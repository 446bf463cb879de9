use super::errors::ConnectorError;
use crate::configuration::CloudflareSettings;
use async_trait::async_trait;
use reqwest::Method;
use serde::de::DeserializeOwned;
use serde::{Deserialize, Serialize};
use serde_json::{json, Value};
use std::time::Duration;
use tracing::Instrument;

#[derive(Debug, Clone, Serialize, Deserialize, PartialEq, Eq)]
pub struct Zone {
    pub id: String,
    #[serde(default)]
    pub name: String,
    #[serde(default)]
    pub name_servers: Vec<String>,
}

#[derive(Debug, Clone, Copy, PartialEq, Eq)]
pub enum DnsRecordType {
    A,
    Cname,
}

impl DnsRecordType {
    pub fn as_str(&self) -> &'static str {
        match self {
            Self::A => "A",
            Self::Cname => "CNAME",
        }
    }
}

#[derive(Debug, Deserialize)]
struct RecordId {
    id: String,
}

/// DNS/CDN provider operations needed to attach a custom domain.
#[async_trait]
pub trait DnsProvider: Send + Sync {
    async fn find_zone(&self, zone_name: &str) -> Result<Option<Zone>, ConnectorError>;

    /// Find the zone for `zone_name`, creating it when the account has none.
    async fn ensure_zone(&self, zone_name: &str) -> Result<Zone, ConnectorError>;

    /// Find a record by type and name, creating it when absent. Returns the record id.
    async fn ensure_record(
        &self,
        zone_id: &str,
        record_type: DnsRecordType,
        name: &str,
        content: &str,
    ) -> Result<String, ConnectorError>;

    async fn set_ssl_mode(&self, zone_id: &str, mode: &str) -> Result<(), ConnectorError>;
}

/// Cloudflare v4 API client.
pub struct CloudflareClient {
    base_url: String,
    account_id: String,
    api_token: String,
    http_client: reqwest::Client,
}

impl CloudflareClient {
    pub fn new(settings: &CloudflareSettings) -> Result<Self, ConnectorError> {
        let http_client = reqwest::Client::builder()
            .timeout(Duration::from_secs(settings.timeout_secs.max(1)))
            .build()
            .map_err(|err| ConnectorError::Internal(format!("HTTP client error: {}", err)))?;

        Ok(Self {
            base_url: settings.base_url.trim_end_matches('/').to_string(),
            account_id: settings.account_id.clone(),
            api_token: settings.api_token.clone(),
            http_client,
        })
    }

    /// Send a request and unwrap the `{success, errors, result}` envelope.
    async fn send<T>(
        &self,
        method: Method,
        path: &str,
        query: &[(&str, &str)],
        body: Option<Value>,
    ) -> Result<T, ConnectorError>
    where
        T: DeserializeOwned,
    {
        let mut builder = self
            .http_client
            .request(method.clone(), format!("{}{}", self.base_url, path))
            .bearer_auth(&self.api_token);
        if !query.is_empty() {
            builder = builder.query(query);
        }
        if let Some(body) = body {
            builder = builder.json(&body);
        }

        let span = tracing::info_span!("cloudflare_http_request", path, method = %method);
        let resp = builder.send().instrument(span).await?;
        let status = resp.status();
        let text = resp
            .text()
            .await
            .map_err(|err| ConnectorError::HttpError(err.to_string()))?;

        if !status.is_success() {
            return Err(ConnectorError::from_status(status, text));
        }

        let envelope: Value = serde_json::from_str(&text)
            .map_err(|_| ConnectorError::InvalidResponse(text.clone()))?;
        if envelope.get("success").and_then(Value::as_bool) != Some(true) {
            let errors = envelope.get("errors").cloned().unwrap_or(Value::Null);
            return Err(ConnectorError::InvalidResponse(errors.to_string()));
        }

        let result = envelope.get("result").cloned().unwrap_or(Value::Null);
        serde_json::from_value(result).map_err(|err| ConnectorError::InvalidResponse(err.to_string()))
    }
}

#[async_trait]
impl DnsProvider for CloudflareClient {
    async fn find_zone(&self, zone_name: &str) -> Result<Option<Zone>, ConnectorError> {
        let zones: Vec<Zone> = self
            .send(Method::GET, "/zones", &[("name", zone_name)], None)
            .await?;
        Ok(zones.into_iter().next())
    }

    #[tracing::instrument(name = "Ensure Cloudflare zone", skip(self))]
    async fn ensure_zone(&self, zone_name: &str) -> Result<Zone, ConnectorError> {
        if let Some(zone) = self.find_zone(zone_name).await? {
            return Ok(zone);
        }

        tracing::info!(zone = zone_name, "Creating zone");
        self.send(
            Method::POST,
            "/zones",
            &[],
            Some(json!({
                "name": zone_name,
                "account": { "id": self.account_id },
                "type": "full",
            })),
        )
        .await
    }

    #[tracing::instrument(name = "Ensure Cloudflare DNS record", skip(self))]
    async fn ensure_record(
        &self,
        zone_id: &str,
        record_type: DnsRecordType,
        name: &str,
        content: &str,
    ) -> Result<String, ConnectorError> {
        let path = format!("/zones/{}/dns_records", zone_id);
        let existing: Vec<RecordId> = self
            .send(
                Method::GET,
                &path,
                &[("type", record_type.as_str()), ("name", name)],
                None,
            )
            .await?;
        if let Some(record) = existing.into_iter().next() {
            return Ok(record.id);
        }

        let created: RecordId = self
            .send(
                Method::POST,
                &path,
                &[],
                Some(json!({
                    "type": record_type.as_str(),
                    "name": name,
                    "content": content,
                    "ttl": 1,
                    "proxied": true,
                })),
            )
            .await?;
        Ok(created.id)
    }

    async fn set_ssl_mode(&self, zone_id: &str, mode: &str) -> Result<(), ConnectorError> {
        let _: Value = self
            .send(
                Method::PATCH,
                &format!("/zones/{}/settings/ssl", zone_id),
                &[],
                Some(json!({ "value": mode })),
            )
            .await?;
        Ok(())
    }
}

#[cfg(test)]
pub mod mock {
    use super::*;
    use std::sync::Mutex;

    /// Records every call; hands out predictable ids. `existing` zones are found by name,
    /// any other zone is created on demand.
    #[derive(Default)]
    pub struct MockDnsProvider {
        pub calls: Mutex<Vec<String>>,
        pub existing: Vec<String>,
    }

    impl MockDnsProvider {
        pub fn with_zones(zones: &[&str]) -> Self {
            Self {
                existing: zones.iter().map(|z| z.to_string()).collect(),
                ..Default::default()
            }
        }

        fn zone(name: &str) -> Zone {
            Zone {
                id: "zone-1".into(),
                name: name.to_string(),
                name_servers: vec!["ada.ns.cloudflare.com".into(), "bob.ns.cloudflare.com".into()],
            }
        }
    }

    #[async_trait]
    impl DnsProvider for MockDnsProvider {
        async fn find_zone(&self, zone_name: &str) -> Result<Option<Zone>, ConnectorError> {
            self.calls.lock().unwrap().push(format!("find {}", zone_name));
            Ok(self
                .existing
                .iter()
                .any(|z| z == zone_name)
                .then(|| Self::zone(zone_name)))
        }

        async fn ensure_zone(&self, zone_name: &str) -> Result<Zone, ConnectorError> {
            self.calls.lock().unwrap().push(format!("zone {}", zone_name));
            Ok(Self::zone(zone_name))
        }

        async fn ensure_record(
            &self,
            zone_id: &str,
            record_type: DnsRecordType,
            name: &str,
            _content: &str,
        ) -> Result<String, ConnectorError> {
            self.calls
                .lock()
                .unwrap()
                .push(format!("{} {} {}", zone_id, record_type.as_str(), name));
            Ok(format!("{}-record", record_type.as_str().to_lowercase()))
        }

        async fn set_ssl_mode(&self, zone_id: &str, mode: &str) -> Result<(), ConnectorError> {
            self.calls
                .lock()
                .unwrap()
                .push(format!("ssl {} {}", zone_id, mode));
            Ok(())
        }
    }
}

#[cfg(test)]
mod tests {
    use super::*;
    use wiremock::matchers::{method, path, query_param};
    use wiremock::{Mock, MockServer, ResponseTemplate};

    fn client_for(server: &MockServer) -> CloudflareClient {
        CloudflareClient::new(&CloudflareSettings {
            base_url: server.uri(),
            account_id: "acc-1".into(),
            api_token: "token".into(),
            timeout_secs: 5,
        })
        .unwrap()
    }

    #[tokio::test]
    async fn test_existing_zone_is_reused() {
        let server = MockServer::start().await;
        Mock::given(method("GET"))
            .and(path("/zones"))
            .and(query_param("name", "example.com"))
            .respond_with(ResponseTemplate::new(200).set_body_json(json!({
                "success": true,
                "errors": [],
                "result": [{"id": "z1", "name": "example.com", "name_servers": ["a.ns.cloudflare.com"]}]
            })))
            .mount(&server)
            .await;
        Mock::given(method("POST"))
            .and(path("/zones"))
            .respond_with(ResponseTemplate::new(500))
            .expect(0)
            .mount(&server)
            .await;

        let zone = client_for(&server).ensure_zone("example.com").await.unwrap();
        assert_eq!(zone.id, "z1");
        assert_eq!(zone.name, "example.com");
        assert_eq!(zone.name_servers, vec!["a.ns.cloudflare.com".to_string()]);
    }

    #[tokio::test]
    async fn test_missing_record_is_created() {
        let server = MockServer::start().await;
        Mock::given(method("GET"))
            .and(path("/zones/z1/dns_records"))
            .respond_with(ResponseTemplate::new(200).set_body_json(json!({
                "success": true, "errors": [], "result": []
            })))
            .mount(&server)
            .await;
        Mock::given(method("POST"))
            .and(path("/zones/z1/dns_records"))
            .respond_with(ResponseTemplate::new(200).set_body_json(json!({
                "success": true, "errors": [], "result": {"id": "rec-9"}
            })))
            .expect(1)
            .mount(&server)
            .await;

        let id = client_for(&server)
            .ensure_record("z1", DnsRecordType::A, "example.com", "203.0.113.7")
            .await
            .unwrap();
        assert_eq!(id, "rec-9");
    }

    #[tokio::test]
    async fn test_unsuccessful_envelope_is_invalid_response() {
        let server = MockServer::start().await;
        Mock::given(method("PATCH"))
            .and(path("/zones/z1/settings/ssl"))
            .respond_with(ResponseTemplate::new(200).set_body_json(json!({
                "success": false,
                "errors": [{"code": 1007, "message": "Invalid value"}],
                "result": null
            })))
            .mount(&server)
            .await;

        let err = client_for(&server)
            .set_ssl_mode("z1", "bogus")
            .await
            .unwrap_err();
        assert!(matches!(err, ConnectorError::InvalidResponse(msg) if msg.contains("1007")));
    }

    #[tokio::test]
    async fn test_forbidden_maps_to_unauthorized() {
        let server = MockServer::start().await;
        Mock::given(method("GET"))
            .and(path("/zones"))
            .respond_with(ResponseTemplate::new(403).set_body_string("denied"))
            .mount(&server)
            .await;

        let err = client_for(&server).ensure_zone("example.com").await.unwrap_err();
        assert!(matches!(err, ConnectorError::Unauthorized(_)));
    }
}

────

[WORK ITEM]
The response must consist solely of the lines from the top of the records through the line holding "pub fn as_str(&self)", copied word for word.

[SOLUTION TO THIS TASK]
repository 446bf463cb879de9
use super::errors::ConnectorError;
use crate::configuration::CloudflareSettings;
use async_trait::async_trait;
use reqwest::Method;
use serde::de::DeserializeOwned;
use serde::{Deserialize, Serialize};
use serde_json::{json, Value};
use std::time::Duration;
use tracing::Instrument;

#[derive(Debug, Clone, Serialize, Deserialize, PartialEq, Eq)]
pub struct Zone {
    pub id: String,
    #[serde(default)]
    pub name: String,
    #[serde(default)]
    pub name_servers: Vec<String>,
}

#[derive(Debug, Clone, Copy, PartialEq, Eq)]
pub enum DnsRecordType {
    A,
    Cname,
}

impl DnsRecordType {
    pub fn as_str(&self) -> &'static str {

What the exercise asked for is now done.